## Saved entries
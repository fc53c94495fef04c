// Copyright 2025 Umberto Gotti <umberto.gotti@umbertogotti.dev>
// Licensed under the Apache License, Version 2.0
// http://www.apache.org/licenses/LICENSE-2.0

pub mod map_async_error_tests;
pub mod map_async_tests;
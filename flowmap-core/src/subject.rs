// Copyright 2025 Umberto Gotti <umberto.gotti@umbertogotti.dev>
// Licensed under the Apache License, Version 2.0
// http://www.apache.org/licenses/LICENSE-2.0

//! Hot, multi-observer subject.
//!
//! A [`PublishSubject`] is both the entry point for pushing values by hand and an
//! [`Observable`] other operators can subscribe to.
//!
//! ## Characteristics
//!
//! - **Hot**: late observers only see signals sent after they subscribed.
//! - **Eager unsubscription**: cancelling a subscription removes the observer at
//!   once, so [`has_observers`](PublishSubject::has_observers) reflects it immediately.
//! - **Terminal replay**: observers subscribing after `error`/`complete` receive
//!   the terminal signal right away.
//! - **Cheap to clone**: all clones share the same state.
//!
//! ## Example
//!
//! ```
//! use flowmap_core::{ObservableExt, PublishSubject, Subscription};
//! use std::sync::{Arc, Mutex};
//!
//! let subject = PublishSubject::<i32>::new();
//! let seen = Arc::new(Mutex::new(Vec::new()));
//! let sink = seen.clone();
//!
//! let subscription = subject.subscribe_fn(move |v| sink.lock().unwrap().push(v), |_| {}, || {});
//! assert!(subject.has_observers());
//!
//! subject.next(1).unwrap();
//! subscription.cancel();
//! subject.next(2).unwrap();
//!
//! assert!(!subject.has_observers());
//! assert_eq!(*seen.lock().unwrap(), vec![1]);
//! ```

use crate::observable::Observable;
use crate::observer::BoxObserver;
use crate::subscription::Subscription;
use crate::FlowError;
use alloc::sync::{Arc, Weak};
use alloc::vec::Vec;
use core::sync::atomic::{AtomicBool, Ordering};
use parking_lot::Mutex;

/// Errors returned by subject operations.
#[derive(Debug, Clone, PartialEq, Eq, thiserror::Error)]
pub enum SubjectError {
    /// The subject already completed or failed and accepts no more signals.
    #[error("Subject is terminated")]
    Terminated,
}

#[derive(Clone)]
enum Terminal {
    Completed,
    Failed(FlowError),
}

struct SubjectState<T> {
    observers: Vec<(u64, BoxObserver<T>)>,
    next_id: u64,
    terminal: Option<Terminal>,
}

/// A hot subject broadcasting every signal to its current observers.
///
/// See the [module documentation](crate::subject) for details.
pub struct PublishSubject<T> {
    state: Arc<Mutex<SubjectState<T>>>,
}

impl<T: Clone + Send + 'static> PublishSubject<T> {
    /// Creates a subject with no observers.
    #[must_use]
    pub fn new() -> Self {
        Self {
            state: Arc::new(Mutex::new(SubjectState {
                observers: Vec::new(),
                next_id: 0,
                terminal: None,
            })),
        }
    }

    /// Sends `value` to every current observer.
    ///
    /// # Errors
    ///
    /// Returns `SubjectError::Terminated` after `error` or `complete`.
    pub fn next(&self, value: T) -> Result<(), SubjectError> {
        // Snapshot, then call out without the lock: observers may cancel re-entrantly.
        let observers = {
            let state = self.state.lock();
            if state.terminal.is_some() {
                return Err(SubjectError::Terminated);
            }
            state.observers.clone()
        };

        for (_, observer) in observers {
            observer.on_next(value.clone());
        }
        Ok(())
    }

    /// Fails every current observer and terminates the subject.
    ///
    /// # Errors
    ///
    /// Returns `SubjectError::Terminated` if the subject already terminated.
    pub fn error(&self, error: FlowError) -> Result<(), SubjectError> {
        for observer in self.terminate(Terminal::Failed(error.clone()))? {
            observer.on_error(error.clone());
        }
        Ok(())
    }

    /// Completes every current observer and terminates the subject.
    ///
    /// # Errors
    ///
    /// Returns `SubjectError::Terminated` if the subject already terminated.
    pub fn complete(&self) -> Result<(), SubjectError> {
        for observer in self.terminate(Terminal::Completed)? {
            observer.on_complete();
        }
        Ok(())
    }

    /// Returns `true` while at least one observer is subscribed.
    #[must_use]
    pub fn has_observers(&self) -> bool {
        !self.state.lock().observers.is_empty()
    }

    /// Number of currently subscribed observers.
    #[must_use]
    pub fn observer_count(&self) -> usize {
        self.state.lock().observers.len()
    }

    /// Returns `true` after `error` or `complete`.
    #[must_use]
    pub fn is_terminated(&self) -> bool {
        self.state.lock().terminal.is_some()
    }

    fn terminate(&self, terminal: Terminal) -> Result<Vec<BoxObserver<T>>, SubjectError> {
        let mut state = self.state.lock();
        if state.terminal.is_some() {
            return Err(SubjectError::Terminated);
        }
        state.terminal = Some(terminal);
        Ok(state
            .observers
            .drain(..)
            .map(|(_, observer)| observer)
            .collect())
    }
}

impl<T: Clone + Send + 'static> Observable<T> for PublishSubject<T> {
    fn subscribe(&self, observer: BoxObserver<T>) {
        let id = {
            let mut state = self.state.lock();
            state.next_id += 1;
            state.next_id
        };
        let subscription = Arc::new(SubjectSubscription {
            id,
            state: Arc::downgrade(&self.state),
            cancelled: AtomicBool::new(false),
        });
        observer.on_subscribe(subscription.clone());

        let terminal = {
            let mut state = self.state.lock();
            match state.terminal.clone() {
                Some(terminal) => Some(terminal),
                None => {
                    // Registered under the same lock cancel() takes, so a concurrent
                    // cancel either sees the entry or prevents the push.
                    if !subscription.is_cancelled() {
                        state.observers.push((id, observer.clone()));
                    }
                    None
                }
            }
        };

        match terminal {
            Some(Terminal::Completed) => observer.on_complete(),
            Some(Terminal::Failed(error)) => observer.on_error(error),
            None => {}
        }
    }
}

impl<T: Clone + Send + 'static> Default for PublishSubject<T> {
    fn default() -> Self {
        Self::new()
    }
}

impl<T> Clone for PublishSubject<T> {
    fn clone(&self) -> Self {
        Self {
            state: self.state.clone(),
        }
    }
}

struct SubjectSubscription<T> {
    id: u64,
    state: Weak<Mutex<SubjectState<T>>>,
    cancelled: AtomicBool,
}

impl<T: Send> Subscription for SubjectSubscription<T> {
    fn cancel(&self) {
        if self.cancelled.swap(true, Ordering::AcqRel) {
            return;
        }
        if let Some(state) = self.state.upgrade() {
            let removed = {
                let mut state = state.lock();
                let index = state.observers.iter().position(|(id, _)| *id == self.id);
                index.map(|index| state.observers.remove(index))
            };
            // The observer may hold the last reference to something that locks
            // the subject on drop; release it outside the lock.
            drop(removed);
        }
    }

    fn is_cancelled(&self) -> bool {
        self.cancelled.load(Ordering::Acquire)
    }
}
// Copyright 2025 Umberto Gotti <umberto.gotti@umbertogotti.dev>
// Licensed under the Apache License, Version 2.0
// http://www.apache.org/licenses/LICENSE-2.0

use crate::test_error::test_error_message;
use flowmap_core::{FlowError, UndeliverableHandler};
use parking_lot::Mutex;
use std::sync::Arc;

/// Collects the errors an operator could not deliver.
///
/// Hand [`handler`](Self::handler) to an operator's configuration; the recorder
/// keeps every error reported through it.
#[derive(Clone, Default)]
pub struct UndeliverableRecorder {
    errors: Arc<Mutex<Vec<FlowError>>>,
}

impl UndeliverableRecorder {
    #[must_use]
    pub fn new() -> Self {
        Self::default()
    }

    #[must_use]
    pub fn handler(&self) -> UndeliverableHandler {
        let errors = self.errors.clone();
        Arc::new(move |error| errors.lock().push(error))
    }

    pub fn errors(&self) -> Vec<FlowError> {
        self.errors.lock().clone()
    }

    pub fn len(&self) -> usize {
        self.errors.lock().len()
    }

    pub fn is_empty(&self) -> bool {
        self.errors.lock().is_empty()
    }

    /// Asserts the error at `index` wraps a `TestError` with `message`.
    pub fn assert_test_error(&self, index: usize, message: &str) {
        let errors = self.errors.lock();
        let error = errors
            .get(index)
            .unwrap_or_else(|| panic!("no undeliverable error at {index}: {errors:?}"));
        assert_eq!(
            test_error_message(error),
            Some(message),
            "unexpected undeliverable error {error:?}"
        );
    }
}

## What the task asks
Among the records above, find the lines that contain "terminates" and copy every one.

## Output for this task
    /// Fails every current observer and terminates the subject.
    /// Completes every current observer and terminates the subject.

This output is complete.